● Prompt
Extract from the entries below, exactly as given, only the lines from the line containing "pub use crate::cli::LoadTestCli;" to the line containing "pub use stampede_core::prelude::*;", both lines included.

● Entries shown
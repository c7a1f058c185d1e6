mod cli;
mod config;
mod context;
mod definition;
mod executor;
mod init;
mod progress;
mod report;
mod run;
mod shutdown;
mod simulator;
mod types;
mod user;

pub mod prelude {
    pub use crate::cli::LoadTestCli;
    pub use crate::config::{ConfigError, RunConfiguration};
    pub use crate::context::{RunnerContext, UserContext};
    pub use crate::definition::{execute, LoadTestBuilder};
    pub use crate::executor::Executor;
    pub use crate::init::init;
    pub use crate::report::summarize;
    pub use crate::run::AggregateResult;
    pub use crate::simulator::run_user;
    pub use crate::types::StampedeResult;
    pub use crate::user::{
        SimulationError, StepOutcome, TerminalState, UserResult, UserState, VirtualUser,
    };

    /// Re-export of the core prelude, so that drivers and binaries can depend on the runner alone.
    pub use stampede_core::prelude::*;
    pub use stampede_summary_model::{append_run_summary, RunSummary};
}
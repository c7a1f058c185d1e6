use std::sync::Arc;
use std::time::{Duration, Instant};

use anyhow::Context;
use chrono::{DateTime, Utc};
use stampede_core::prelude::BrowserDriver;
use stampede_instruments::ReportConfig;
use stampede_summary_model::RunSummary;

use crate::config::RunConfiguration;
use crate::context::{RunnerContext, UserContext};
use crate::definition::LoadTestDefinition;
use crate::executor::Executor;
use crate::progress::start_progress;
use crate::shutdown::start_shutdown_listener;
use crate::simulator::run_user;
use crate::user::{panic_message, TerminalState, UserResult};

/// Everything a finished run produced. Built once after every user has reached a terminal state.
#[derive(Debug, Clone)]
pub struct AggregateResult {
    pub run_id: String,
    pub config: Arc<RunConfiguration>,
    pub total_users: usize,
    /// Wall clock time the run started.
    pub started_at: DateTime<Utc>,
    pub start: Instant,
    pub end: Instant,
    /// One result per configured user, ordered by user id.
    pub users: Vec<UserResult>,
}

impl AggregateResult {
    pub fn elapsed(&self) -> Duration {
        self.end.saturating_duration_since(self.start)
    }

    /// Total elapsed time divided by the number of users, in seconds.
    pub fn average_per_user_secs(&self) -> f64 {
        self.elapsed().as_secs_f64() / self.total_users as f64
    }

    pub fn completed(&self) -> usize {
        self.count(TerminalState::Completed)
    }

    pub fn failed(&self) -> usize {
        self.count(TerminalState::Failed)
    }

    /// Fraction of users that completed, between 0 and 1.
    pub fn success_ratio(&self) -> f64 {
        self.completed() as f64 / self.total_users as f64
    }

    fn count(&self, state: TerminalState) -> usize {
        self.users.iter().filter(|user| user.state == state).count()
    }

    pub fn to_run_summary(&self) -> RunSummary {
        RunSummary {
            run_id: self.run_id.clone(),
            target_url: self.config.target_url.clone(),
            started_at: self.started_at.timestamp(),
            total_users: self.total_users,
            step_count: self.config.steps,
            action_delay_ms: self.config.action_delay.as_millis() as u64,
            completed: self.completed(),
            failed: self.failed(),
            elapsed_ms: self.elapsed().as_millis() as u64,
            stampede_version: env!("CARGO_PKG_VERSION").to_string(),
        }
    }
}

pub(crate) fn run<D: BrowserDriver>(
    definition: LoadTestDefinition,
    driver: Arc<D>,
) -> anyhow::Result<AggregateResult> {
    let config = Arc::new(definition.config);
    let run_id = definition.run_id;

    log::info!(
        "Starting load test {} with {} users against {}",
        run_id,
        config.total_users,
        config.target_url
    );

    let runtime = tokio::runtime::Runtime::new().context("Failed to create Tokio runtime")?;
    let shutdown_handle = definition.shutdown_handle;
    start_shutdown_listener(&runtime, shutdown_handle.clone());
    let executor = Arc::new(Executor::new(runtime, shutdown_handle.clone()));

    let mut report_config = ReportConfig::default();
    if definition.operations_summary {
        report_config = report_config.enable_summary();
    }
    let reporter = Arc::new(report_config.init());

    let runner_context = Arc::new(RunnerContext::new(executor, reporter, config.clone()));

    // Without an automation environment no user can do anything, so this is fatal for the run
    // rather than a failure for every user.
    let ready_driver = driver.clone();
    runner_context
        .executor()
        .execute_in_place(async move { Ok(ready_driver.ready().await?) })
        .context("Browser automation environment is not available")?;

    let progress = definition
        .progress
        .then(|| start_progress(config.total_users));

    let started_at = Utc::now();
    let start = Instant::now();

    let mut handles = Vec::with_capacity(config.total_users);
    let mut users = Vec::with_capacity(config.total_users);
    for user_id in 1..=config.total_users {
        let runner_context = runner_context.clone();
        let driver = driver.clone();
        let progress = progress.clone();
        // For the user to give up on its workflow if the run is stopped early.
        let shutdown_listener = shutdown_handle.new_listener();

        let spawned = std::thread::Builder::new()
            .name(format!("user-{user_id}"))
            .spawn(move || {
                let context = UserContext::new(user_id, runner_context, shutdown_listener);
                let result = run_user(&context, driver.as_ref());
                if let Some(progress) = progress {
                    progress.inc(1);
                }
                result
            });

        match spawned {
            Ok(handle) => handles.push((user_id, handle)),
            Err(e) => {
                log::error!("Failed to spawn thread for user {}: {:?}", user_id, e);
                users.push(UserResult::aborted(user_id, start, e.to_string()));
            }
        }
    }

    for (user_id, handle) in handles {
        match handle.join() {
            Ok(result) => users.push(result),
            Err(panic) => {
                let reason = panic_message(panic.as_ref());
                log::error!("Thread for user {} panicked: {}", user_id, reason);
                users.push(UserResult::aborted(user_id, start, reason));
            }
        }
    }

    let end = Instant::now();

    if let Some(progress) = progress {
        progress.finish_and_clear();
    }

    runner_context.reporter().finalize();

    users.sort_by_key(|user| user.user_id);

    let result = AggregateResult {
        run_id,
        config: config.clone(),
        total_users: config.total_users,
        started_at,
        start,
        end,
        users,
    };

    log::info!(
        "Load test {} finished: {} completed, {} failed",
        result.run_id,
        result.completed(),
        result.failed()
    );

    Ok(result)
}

● Exercise output
    pub use crate::cli::LoadTestCli;
    pub use crate::config::{ConfigError, RunConfiguration};
    pub use crate::context::{RunnerContext, UserContext};
    pub use crate::definition::{execute, LoadTestBuilder};
    pub use crate::executor::Executor;
    pub use crate::init::init;
    pub use crate::report::summarize;
    pub use crate::run::AggregateResult;
    pub use crate::simulator::run_user;
    pub use crate::types::StampedeResult;
    pub use crate::user::{
        SimulationError, StepOutcome, TerminalState, UserResult, UserState, VirtualUser,
    };

    /// Re-export of the core prelude, so that drivers and binaries can depend on the runner alone.
    pub use stampede_core::prelude::*;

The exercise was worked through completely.